=== Section Start ===

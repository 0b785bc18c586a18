//! Publish outcome.

use specbus_types::DispatchKey;

/// Outcome of one [`Mediator::publish`](super::Mediator::publish) call.
///
/// `matched == delivered + failed` always holds.
#[derive(Debug, Clone, PartialEq, Eq)]
pub struct PublishReport {
    /// Dispatch key of the published event.
    pub key: DispatchKey,
    /// Components whose subscription spec declared the key.
    pub matched: usize,
    /// Handlers that returned `Ok`.
    pub delivered: usize,
    /// Handlers that returned `Err` or panicked.
    pub failed: usize,
}

impl PublishReport {
    pub(crate) fn new(key: DispatchKey) -> Self {
        Self {
            key,
            matched: 0,
            delivered: 0,
            failed: 0,
        }
    }

    /// Returns `true` if no subscriber matched.
    #[must_use]
    pub fn is_unheard(&self) -> bool {
        self.matched == 0
    }

    /// Returns `true` if every matched handler succeeded.
    #[must_use]
    pub fn is_clean(&self) -> bool {
        self.failed == 0
    }
}

impl std::fmt::Display for PublishReport {
    fn fmt(&self, f: &mut std::fmt::Formatter<'_>) -> std::fmt::Result {
        write!(
            f,
            "{}: matched={} delivered={} failed={}",
            self.key, self.matched, self.delivered, self.failed
        )
    }
}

=== Section End ===

- [What is needed]:
Among the entries above, find every line holding "PublishReport" and copy it.

- [Answer for this exercise]:
pub struct PublishReport {
impl PublishReport {
impl std::fmt::Display for PublishReport {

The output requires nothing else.